Side effects are an important reason for interruption of treatment.
Haemoptysis
Haemoptysis can occur at anytime before, during and after completion of treatment. Although alarming to the patient, and sometimes to the doctor, its occurrence during treatment does not by itself indicate active disease or deterioration of clinical condition. Unless accompanied by reversal of sputum status to positive, its occurrence definitely does not warrant any change in the anti-TB regime.
Mild haemoptysis can be managed at home with reassurance, sedatives, cough suppressants like codeine or dextromethorphan, haemostatics and bed rest. Sometimes, haemoptysis is brough on by a recurrence of cough due to a superadded beacterial or viral respiratory infection.
In such a situation, an antibiotic, (Ciprofloxacin, ofloxacin, clarithromycin are best avoided as these are antitubercular drugs and their use may cause resistance of AFB against them), a nasal decongestant and an antihistamine may also be added to treat the infection and prevent postnasal drip. Large haemoptyses are best managed in the hospital, under the care of a specialist.
Repeated, small haemoptyses during treatment scare the patient. It’s best to talk to him about it, reassure him that his treatment is on the right lines and needs no change.
Abdominal discomfort, anorexia, nausea, vomiting
Any or all these symptoms can occur anytime during treatment. These could be either due to drug induced gastritis or drug induced hepatitis.
Gastritis
This usually occurs during the very early part of treatment. It can almost always be managed with reassurance and the addition of antacids, ranitidine, famotidine or omeprazole and domperidone or metoclopramide (if need be) to the treatment for 7-14 days or even longer.
Usually, the symptoms subside within a month and these drugs can then be withdrawn. If the symptoms do not subside, the patient can be advised to take rifampicin after breakfast instead of on an empty stomach. When even this fails (which is very rare), advise the patient to take the entire ATT at night after dinner.
Hepatitis
When the above symptoms occur in association with a sudden diminution of appetite and jaundice, drug induced hepatitis is suspected. A complete liver function test should be done. One confirmation of hepatitis, all anti TB drugs should be stopped immediately. The usual treatment of hepatitis, along with strict bed rest is instituted.

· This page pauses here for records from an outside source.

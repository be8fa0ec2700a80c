//! Upvotes (rows of the `likes` table).

use std::fmt;

use crate::domain::foundation::{ResourceId, UpvoteId, UserId};

/// `like_type` value written for upvotes.
pub const UPVOTE_LIKE_TYPE: &str = "upvote";

/// A user's upvote on a resource.
#[derive(Debug, Clone, PartialEq, Eq)]
pub struct Upvote {
    pub id: UpvoteId,
    pub resource_id: ResourceId,
    pub user_id: UserId,
    pub like_type: String,
}

impl Upvote {
    pub fn new(resource_id: ResourceId, user_id: UserId) -> Self {
        Self {
            id: UpvoteId::new(),
            resource_id,
            user_id,
            like_type: UPVOTE_LIKE_TYPE.to_string(),
        }
    }
}

/// What a toggle did.
#[derive(Debug, Clone, Copy, PartialEq, Eq)]
pub enum UpvoteAction {
    Upvoted,
    Unupvoted,
}

impl UpvoteAction {
    pub fn as_str(&self) -> &'static str {
        match self {
            UpvoteAction::Upvoted => "upvoted",
            UpvoteAction::Unupvoted => "unupvoted",
        }
    }
}

impl fmt::Display for UpvoteAction {
    fn fmt(&self, f: &mut fmt::Formatter<'_>) -> fmt::Result {
        f.write_str(self.as_str())
    }
}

Drug induced hepatitis usually abates between 2-3 weeks. A normal liver function profile is mandatory before restarting ATT. Surprisingly, but fortunately, in almost all cases the same regime can be restarted without recurrence of hepatitis. Put the patient back on the same regime that you began with, once the hepatitis subsides.
In case the condition of the patient is so poor that discontinuing ATT during hepatitis may jeopardise his life, daily streptomycin, ethambutol and a fluoroquinolone (oflaxacin 600 mg daily or sparfloxacin 400mg daily), may be given to him till the liver function returns to normal. Then he can be put back on the same regime that he began with.
Drug induced hepatitis can be differentiated from infective hepatitis by absence of prodromal symptoms like fever and the shorter duration of jaundice.
Transient rise in serum liver enzymes are well known in early weeks of treatment. They do not warrant interruption of treatment. Liver function tests are not recommended routinely, either prior to or during treatment, as they may mislead you. However, periodic liver function tests during treatment are recommended in malnourised patients, in the elderly, in alcoholics and in patients with chronic liver disease and in those who just recovered from it.
Once the patient has recovered from hepatitis, put him back on the same regime that you began with. Don’t worry, the patient is highly unlikely to get hepatitis again!